### Exercise
Give again, word for word, every line in the entries below from the line with "volatility.step();" up to and including the line with "instead of failing.", and no other line.

(Stored dataset items)

+===+

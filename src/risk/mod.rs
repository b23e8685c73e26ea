pub mod risk_engine;
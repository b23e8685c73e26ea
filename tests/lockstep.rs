use element_market::exchange::account::{PortfolioState, TradeOutcome};
use element_market::exchange::asset::{Asset, ASSET_COUNT};
use element_market::exchange::exchange_settings::ExchangeSettings;
use element_market::primitives::{Price, Quantity, Value, MAX_PRICE, MIN_PRICE};
use element_market::risk::risk_engine::RiskVerdict;
use element_market::runner::scenario_runner::Scenario;

use rand::rngs::StdRng;
use rand::{Rng, SeedableRng};
use std::thread;
use std::time::Duration;

const STEPS: usize = 20_000;

/// Interleaves single steps of all eleven processes in a seeded random order and
/// checks the portfolio and price invariants after every step.
#[test]
fn test_lockstep_interleavings_keep_invariants() {
    for seed in 0..16u64 {
        let scenario = Scenario::new(ExchangeSettings {
            seed,
            ..Default::default()
        });
        let mut processors = scenario.processors();
        let mut scheduler = StdRng::seed_from_u64(seed.wrapping_mul(31).wrapping_add(7));
        let mut last_peak = scenario.portfolio().snapshot().worth_peak;
        let mut frozen: Option<PortfolioState> = None;

        for _ in 0..STEPS {
            match scheduler.gen_range(0..2 * ASSET_COUNT + 1) {
                i if i < ASSET_COUNT => {
                    processors.volatility[i].step();
                }
                i if i < 2 * ASSET_COUNT => {
                    let outcome = processors.market[i - ASSET_COUNT].step();
                    if frozen.is_some() {
                        assert_eq!(outcome, TradeOutcome::Stopped);
                    } else {
                        assert_ne!(outcome, TradeOutcome::Stopped);
                    }
                }
                _ => {
                    let verdict = processors.risk.step();
                    if let RiskVerdict::Halt { worth, .. } = verdict {
                        let state = scenario.portfolio().snapshot();
                        assert_eq!(state.cash, worth);
                        if frozen.is_none() {
                            frozen = Some(state);
                            // parked trades return immediately from here on
                            scenario.portfolio().release_waiters();
                        }
                    }
                }
            }

            for price in scenario.market().snapshot().prices.iter() {
                assert!(price.get() >= MIN_PRICE && price.get() <= MAX_PRICE);
            }
            let state = scenario.portfolio().snapshot();
            assert!(state.cash.get() >= 0.0);
            match frozen {
                Some(frozen) => {
                    assert_eq!(state, frozen);
                    assert_eq!(state.holdings, [Quantity::ZERO; ASSET_COUNT]);
                }
                None => {
                    assert!(state.worth_peak >= last_peak);
                    last_peak = state.worth_peak;
                }
            }
        }
    }
}

/// Buys into expensive prices, crashes the market and expects the monitor to
/// freeze the portfolio at the crashed worth.
#[test]
fn test_lockstep_crash_halts_and_blocks_trading() {
    let scenario = Scenario::new(ExchangeSettings {
        initial_price: Price::new(40.0),
        multiplier_range: (0.5, 0.6),
        seed: 99,
        ..Default::default()
    });
    let mut processors = scenario.processors();

    // Two units at 40.0 leave 20.0 in cash, which cannot afford a third.
    let mut rounds = 0;
    while scenario.portfolio().snapshot().cash > Value(20.0) {
        for trader in processors.market.iter_mut() {
            trader.step();
        }
        rounds += 1;
        assert!(rounds < 10_000, "traders never bought in");
    }
    let bought = scenario.portfolio().snapshot();
    assert_eq!(bought.cash, Value(20.0));
    assert_eq!(
        bought.holdings.iter().map(Quantity::get).sum::<u64>(),
        2
    );

    for _ in 0..20 {
        for volatility in processors.volatility.iter_mut() {
            volatility.step();
        }
    }
    for asset in Asset::ALL {
        assert_eq!(scenario.market().price(asset).get(), MIN_PRICE);
    }

    let verdict = processors.risk.step();
    assert!(verdict.is_halt());
    let frozen = scenario.portfolio().snapshot();
    assert!((frozen.cash.get() - 20.02).abs() < 1e-9);
    assert_eq!(frozen.holdings, [Quantity::ZERO; ASSET_COUNT]);
    assert!(scenario.portfolio().is_halted());

    // A trade attempted after the halt parks instead of failing.
    let mut trader = processors.market.remove(0);
    let parked = thread::spawn(move || trader.step());
    thread::sleep(Duration::from_millis(100));
    assert!(!parked.is_finished());
    assert_eq!(scenario.portfolio().snapshot(), frozen);

    scenario.portfolio().release_waiters();
    assert_eq!(parked.join().unwrap(), TradeOutcome::Stopped);
    assert_eq!(scenario.portfolio().snapshot(), frozen);

    // The monitor keeps reporting the frozen worth.
    assert_eq!(processors.risk.step().worth(), frozen.cash);
}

+===+

### Solution
            volatility.step();
        }
    }
    for asset in Asset::ALL {
        assert_eq!(scenario.market().price(asset).get(), MIN_PRICE);
    }

    let verdict = processors.risk.step();
    assert!(verdict.is_halt());
    let frozen = scenario.portfolio().snapshot();
    assert!((frozen.cash.get() - 20.02).abs() < 1e-9);
    assert_eq!(frozen.holdings, [Quantity::ZERO; ASSET_COUNT]);
    assert!(scenario.portfolio().is_halted());

    // A trade attempted after the halt parks instead of failing.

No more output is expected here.